Be very careful to get the brackets right. The outer (round) brackets enclose the argument for the built-in function sum( ), which can find the total value of an array of a list. In this case, we want the sum( ) function to find the total value of a list of size values, one for each tree. It’s a “list” rather than an “array” of values, because the number of trees (and hence the number of values to be summed) is not fixed, but changes over time. Simile uses braces {....} to denote a list, and square brackets [....] to denote an array.

Step 4
Re-build the model.
Step 5
Call up a plotter display for the variable total.
Step 6
Run the model again

In additional to the plot for the growth of individual trees, you should see a graph with a single line for the total size of all the trees, rising smoothly up, then bouncing around an asymptotic value. Why does it show this behaviour? First, trees are growing and more are being added, with none dying. Later, the growth of existing trees and the addition of new (small) ones is balanced by the sporadic death of big trees. The top of the curve is not smooth because the time it takes for a tree to die depends on its growth rate, which is randomly determined.

Stage 4: Visualising the trees in space

Step 1
Add two variables inside the tree submodel, and rename them x and y.

Step 2
Enter the following expression for the variable x: rand_const(0,50)

We imagine a 1 hectare plot, with the trees on the left-hand side: i.e. their x-coordinate is between 0 and 50 m. The actual x-coordinate for each tree is randomly determined.

Step 3
Enter the following expression for the variable y: rand_const(0,100).
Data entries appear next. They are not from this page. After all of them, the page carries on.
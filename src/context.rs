use std::sync::Arc;

use anyhow::Context as _;
use winit::window::Window;

#[cfg(feature = "ui")]
use crate::pipelines::gui::GuiRenderer;
use crate::{
    camera::{Camera, CameraResources, Projection, Viewport},
    data_structures::texture,
    lighting::LightingRig,
    pipelines::{
        basic::mk_basic_pipeline, light::LightResources, transparent::mk_transparent_pipeline,
    },
    resources::texture::material_layout,
};

pub struct Pipelines {
    pub basic: wgpu::RenderPipeline,
    pub transparent: wgpu::RenderPipeline,
}

/// Window, GPU handles and the per-frame uniforms shared by every draw.
pub struct Context {
    pub(crate) window: Arc<Window>,
    pub(crate) depth_texture: texture::Texture,
    pub surface: wgpu::Surface<'static>,
    pub device: wgpu::Device,
    pub queue: wgpu::Queue,
    pub config: wgpu::SurfaceConfiguration,
    pub camera: CameraResources,
    pub light: LightResources,
    pub material_layout: wgpu::BindGroupLayout,
    pub pipelines: Pipelines,
    #[cfg(feature = "ui")]
    pub gui: GuiRenderer,
}

impl Context {
    pub async fn new(
        window: Arc<Window>,
        viewport: Viewport,
        camera: Camera,
        projection: Projection,
        rig: LightingRig,
    ) -> anyhow::Result<Self> {
        let [width, height] = viewport.surface_size();

        log::info!("WGPU setup");
        let instance = wgpu::Instance::new(&wgpu::InstanceDescriptor {
            #[cfg(not(target_arch = "wasm32"))]
            backends: wgpu::Backends::PRIMARY,
            #[cfg(target_arch = "wasm32")]
            backends: wgpu::Backends::GL,
            ..Default::default()
        });

        let surface = instance
            .create_surface(window.clone())
            .context("cannot create a surface for the window")?;

        let adapter = instance
            .request_adapter(&wgpu::RequestAdapterOptions {
                power_preference: wgpu::PowerPreference::default(),
                compatible_surface: Some(&surface),
                force_fallback_adapter: false,
            })
            .await
            .context("no suitable graphics adapter")?;
        log::info!("device and queue");
        let (device, queue) = adapter
            .request_device(&wgpu::DeviceDescriptor {
                label: None,
                required_features: wgpu::Features::empty(),
                // WebGL doesn't support all of wgpu's features
                required_limits: if cfg!(target_arch = "wasm32") {
                    wgpu::Limits::downlevel_webgl2_defaults()
                } else {
                    wgpu::Limits::default()
                },
                ..Default::default()
            })
            .await
            .context("cannot open the graphics device")?;

        let surface_caps = surface.get_capabilities(&adapter);
        // Shaders write linear colour and rely on an sRGB surface for encoding.
        let surface_format = surface_caps
            .formats
            .iter()
            .copied()
            .find(|f| f.is_srgb())
            .or_else(|| surface_caps.formats.first().copied())
            .context("surface reports no texture formats")?;
        let config = wgpu::SurfaceConfiguration {
            usage: wgpu::TextureUsages::RENDER_ATTACHMENT,
            format: surface_format,
            width,
            height,
            present_mode: surface_caps
                .present_modes
                .first()
                .copied()
                .unwrap_or(wgpu::PresentMode::Fifo),
            alpha_mode: surface_caps
                .alpha_modes
                .first()
                .copied()
                .unwrap_or(wgpu::CompositeAlphaMode::Auto),
            view_formats: vec![],
            desired_maximum_frame_latency: 2,
        };
        surface.configure(&device, &config);
        log::debug!("surface configured at {width}x{height} ({surface_format:?})");

        let camera = CameraResources::new(&device, &camera, &projection);
        let light = LightResources::new(&device, &rig);
        let material_layout = material_layout(&device);
        let pipelines = Pipelines {
            basic: mk_basic_pipeline(
                &device,
                &config,
                &material_layout,
                &camera.bind_group_layout,
                &light.bind_group_layout,
            ),
            transparent: mk_transparent_pipeline(
                &device,
                &config,
                &material_layout,
                &camera.bind_group_layout,
                &light.bind_group_layout,
            ),
        };

        let depth_texture =
            texture::Texture::create_depth_texture(&device, [width, height], "depth_texture");

        #[cfg(feature = "ui")]
        let gui = GuiRenderer::new(&device, config.format, &window);

        Ok(Self {
            window,
            depth_texture,
            surface,
            device,
            queue,
            config,
            camera,
            light,
            material_layout,
            pipelines,
            #[cfg(feature = "ui")]
            gui,
        })
    }

    /// Reconfigures the surface and depth buffer; zero sizes are ignored.
    pub fn resize(&mut self, size: [u32; 2]) {
        let [width, height] = size;
        if width == 0 || height == 0 {
            return;
        }
        self.config.width = width;
        self.config.height = height;
        self.surface.configure(&self.device, &self.config);
        self.depth_texture =
            texture::Texture::create_depth_texture(&self.device, size, "depth_texture");
    }

    pub fn size(&self) -> [u32; 2] {
        [self.config.width, self.config.height]
    }
}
The trees can be anywhere between the front and the back of the 1 hectare plot. Hence, the y-coordinate for each tree is randomly determined between 0 and 100 m.

Step 4
Re-build the model.
Step 5
Call up the lollipop display. When it prompts you for the three variables required to set up the display, click on the variable x, the variable y, and the variable size respectively, in that order.

You should see a gridded area, with five lollipops on it, representing the five trees created at initialisation time.

Step 6
Run the model again.

Now, you can the trees growing, new trees being created, and trees dying off when they reach the threshold height. Note that we have not changed the mathematical nature of the model. All we have done is to change the way we visualise its behaviour — but this has a dramatic effect on our appreciation of what’s going on.